DATASET:
::::::::
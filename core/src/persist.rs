use crate::error::SnapshotError;
use crate::tokenizer::AnalyzerConfig;
use crate::{Field, FieldIndex, InvertedIndex, Posting, StoredDoc, TermInfo};
use anyhow::{bail, Context, Result};
use serde::de::DeserializeOwned;
use serde::{Deserialize, Serialize};
use std::collections::BTreeMap;
use std::fs::{create_dir_all, File};
use std::io::{Read, Write};
use std::path::{Path, PathBuf};

pub const FORMAT_VERSION: u32 = 1;

#[derive(Debug, Serialize, Deserialize)]
pub struct MetaFile {
    pub version: u32,
    pub num_docs: u32,
    pub num_terms: u64,
    pub created_at: String,
    #[serde(default)]
    pub analyzer: AnalyzerConfig,
}

/// One row of the sorted term dictionary. Its postings are the `doc_freq`
/// entries of `postings.bin` starting at `postings_offset`.
#[derive(Debug, Clone, PartialEq, Eq, Serialize, Deserialize)]
pub struct DictionaryEntry {
    pub field: Field,
    pub term: String,
    pub postings_offset: u64,
    pub doc_freq: u32,
    pub total_term_freq: u64,
}

pub struct IndexPaths {
    pub root: PathBuf,
}

impl IndexPaths {
    pub fn new<P: AsRef<Path>>(root: P) -> Self {
        Self { root: root.as_ref().to_path_buf() }
    }
    fn meta(&self) -> PathBuf { self.root.join("meta.json") }
    fn docs(&self) -> PathBuf { self.root.join("docs.bin") }
    fn dictionary(&self) -> PathBuf { self.root.join("dictionary.bin") }
    fn postings(&self) -> PathBuf { self.root.join("postings.bin") }
}

fn write_bincode<T: Serialize + ?Sized>(path: &Path, value: &T) -> Result<()> {
    let mut f = File::create(path).with_context(|| format!("creating {}", path.display()))?;
    let bytes = bincode::serialize(value)?;
    f.write_all(&bytes)?;
    Ok(())
}

fn read_bincode<T: DeserializeOwned>(path: &Path) -> Result<T> {
    let mut f = File::open(path).with_context(|| format!("opening {}", path.display()))?;
    let mut buf = Vec::new();
    f.read_to_end(&mut buf)?;
    let value = bincode::deserialize(&buf).with_context(|| format!("decoding {}", path.display()))?;
    Ok(value)
}

pub fn save_meta(paths: &IndexPaths, meta: &MetaFile) -> Result<()> {
    create_dir_all(&paths.root)?;
    let mut f = File::create(paths.meta())?;
    let json = serde_json::to_string_pretty(meta)?;
    f.write_all(json.as_bytes())?;
    Ok(())
}

pub fn load_meta(paths: &IndexPaths) -> Result<MetaFile> {
    let mut f = File::open(paths.meta()).with_context(|| format!("opening {}", paths.meta().display()))?;
    let mut buf = String::new();
    f.read_to_string(&mut buf)?;
    let meta: MetaFile = serde_json::from_str(&buf)?;
    Ok(meta)
}

/// Writes the document table, the sorted dictionary and the postings region.
/// `meta.json` goes last so a snapshot without it is never considered complete.
pub fn save_index(paths: &IndexPaths, index: &InvertedIndex) -> Result<MetaFile> {
    create_dir_all(&paths.root)?;

    let mut dictionary = Vec::new();
    let mut postings: Vec<Posting> = Vec::new();
    // BTreeMap order on (field, term) is the dictionary sort order
    for (field, field_index) in index.fields() {
        for (term, info) in &field_index.terms {
            dictionary.push(DictionaryEntry {
                field,
                term: term.clone(),
                postings_offset: postings.len() as u64,
                doc_freq: info.doc_freq,
                total_term_freq: info.total_term_freq,
            });
            postings.extend_from_slice(&info.postings);
        }
    }

    write_bincode(&paths.docs(), index.docs())?;
    write_bincode(&paths.dictionary(), &dictionary)?;
    write_bincode(&paths.postings(), &postings)?;

    let meta = MetaFile {
        version: FORMAT_VERSION,
        num_docs: index.num_docs(),
        num_terms: dictionary.len() as u64,
        created_at: time::OffsetDateTime::now_utc().format(&time::format_description::well_known::Rfc3339).unwrap_or_else(|_| "".into()),
        analyzer: *index.analyzer(),
    };
    save_meta(paths, &meta)?;
    tracing::info!(root = %paths.root.display(), num_docs = meta.num_docs, num_terms = meta.num_terms, "saved index snapshot");
    Ok(meta)
}

/// Loads a snapshot and checks it for structural consistency. Anything off
/// fails the whole load with a [`SnapshotError`].
pub fn load_index(paths: &IndexPaths) -> Result<InvertedIndex> {
    let meta = load_meta(paths)?;
    if meta.version != FORMAT_VERSION {
        bail!(SnapshotError::Version { found: meta.version, expected: FORMAT_VERSION });
    }
    let docs: Vec<StoredDoc> = read_bincode(&paths.docs())?;
    let dictionary: Vec<DictionaryEntry> = read_bincode(&paths.dictionary())?;
    let postings: Vec<Posting> = read_bincode(&paths.postings())?;

    let index = assemble(&meta, docs, dictionary, &postings)?;
    tracing::info!(root = %paths.root.display(), num_docs = index.num_docs(), num_terms = index.num_terms(), "loaded index snapshot");
    Ok(index)
}

fn corrupt(msg: String) -> anyhow::Error {
    SnapshotError::Corrupt(msg).into()
}

fn assemble(meta: &MetaFile, docs: Vec<StoredDoc>, dictionary: Vec<DictionaryEntry>, postings: &[Posting]) -> Result<InvertedIndex> {
    let num_docs = docs.len();
    if num_docs != meta.num_docs as usize {
        return Err(corrupt(format!("meta declares {} documents, document table has {num_docs}", meta.num_docs)));
    }
    if dictionary.len() as u64 != meta.num_terms {
        return Err(corrupt(format!("meta declares {} terms, dictionary has {}", meta.num_terms, dictionary.len())));
    }

    let mut fields: BTreeMap<Field, FieldIndex> = BTreeMap::new();
    let mut covered: BTreeMap<Field, Vec<bool>> = BTreeMap::new();
    let mut content_tokens = vec![0u64; num_docs];
    let mut offset = 0usize;
    let mut prev: Option<(Field, String)> = None;

    for entry in dictionary {
        let key = (entry.field, entry.term);
        if let Some(p) = &prev {
            if *p >= key {
                return Err(corrupt(format!("dictionary out of order at {}:{}", key.0, key.1)));
            }
        }
        let (field, term) = key;

        // postings regions are contiguous, so every posting belongs to exactly one term
        if entry.postings_offset != offset as u64 {
            return Err(corrupt(format!("postings of {field}:{term} start at {}, expected {offset}", entry.postings_offset)));
        }
        if entry.doc_freq == 0 {
            return Err(corrupt(format!("{field}:{term} has no postings")));
        }
        let end = offset + entry.doc_freq as usize;
        let Some(slice) = postings.get(offset..end) else {
            return Err(corrupt(format!("postings of {field}:{term} run past the postings region")));
        };

        let mut total = 0u64;
        let mut last: Option<u32> = None;
        let seen = covered.entry(field).or_insert_with(|| vec![false; num_docs]);
        for p in slice {
            if p.doc_id as usize >= num_docs || last.map_or(false, |l| l >= p.doc_id) {
                return Err(corrupt(format!("postings of {field}:{term} are not ascending doc ids in range")));
            }
            if p.term_freq == 0 {
                return Err(corrupt(format!("zero term frequency in {field}:{term}")));
            }
            last = Some(p.doc_id);
            total += u64::from(p.term_freq);
            seen[p.doc_id as usize] = true;
            if field == Field::Content {
                content_tokens[p.doc_id as usize] += u64::from(p.term_freq);
            }
        }
        if total != entry.total_term_freq {
            return Err(corrupt(format!("{field}:{term} declares total tf {}, postings sum to {total}", entry.total_term_freq)));
        }

        let field_index = fields.entry(field).or_default();
        field_index.sum_doc_freq += u64::from(entry.doc_freq);
        field_index.sum_total_term_freq += total;
        field_index.terms.insert(
            term.clone(),
            TermInfo { doc_freq: entry.doc_freq, total_term_freq: total, postings: slice.to_vec() },
        );
        prev = Some((field, term));
        offset = end;
    }

    if offset != postings.len() {
        return Err(corrupt(format!("{} postings are not referenced by any term", postings.len() - offset)));
    }
    for (doc_id, doc) in docs.iter().enumerate() {
        if u64::from(doc.token_count) != content_tokens[doc_id] {
            return Err(corrupt(format!(
                "document {doc_id} declares {} tokens, content postings hold {}",
                doc.token_count, content_tokens[doc_id]
            )));
        }
    }
    for (field, seen) in covered {
        if let Some(fi) = fields.get_mut(&field) {
            fi.doc_count = seen.iter().filter(|s| **s).count() as u32;
        }
    }

    Ok(InvertedIndex::from_parts(fields, docs, meta.analyzer))
}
::::::::
AIM OF THE TASK:
In the listing above, find the line with "let docs: Vec<StoredDoc>" and the line with "let index = assemble(&meta, docs, dictionary, &postings)?;", then print exactly those lines and every line between them.

RESULT BELOW:
    let docs: Vec<StoredDoc> = read_bincode(&paths.docs())?;
    let dictionary: Vec<DictionaryEntry> = read_bincode(&paths.dictionary())?;
    let postings: Vec<Posting> = read_bincode(&paths.postings())?;

    let index = assemble(&meta, docs, dictionary, &postings)?;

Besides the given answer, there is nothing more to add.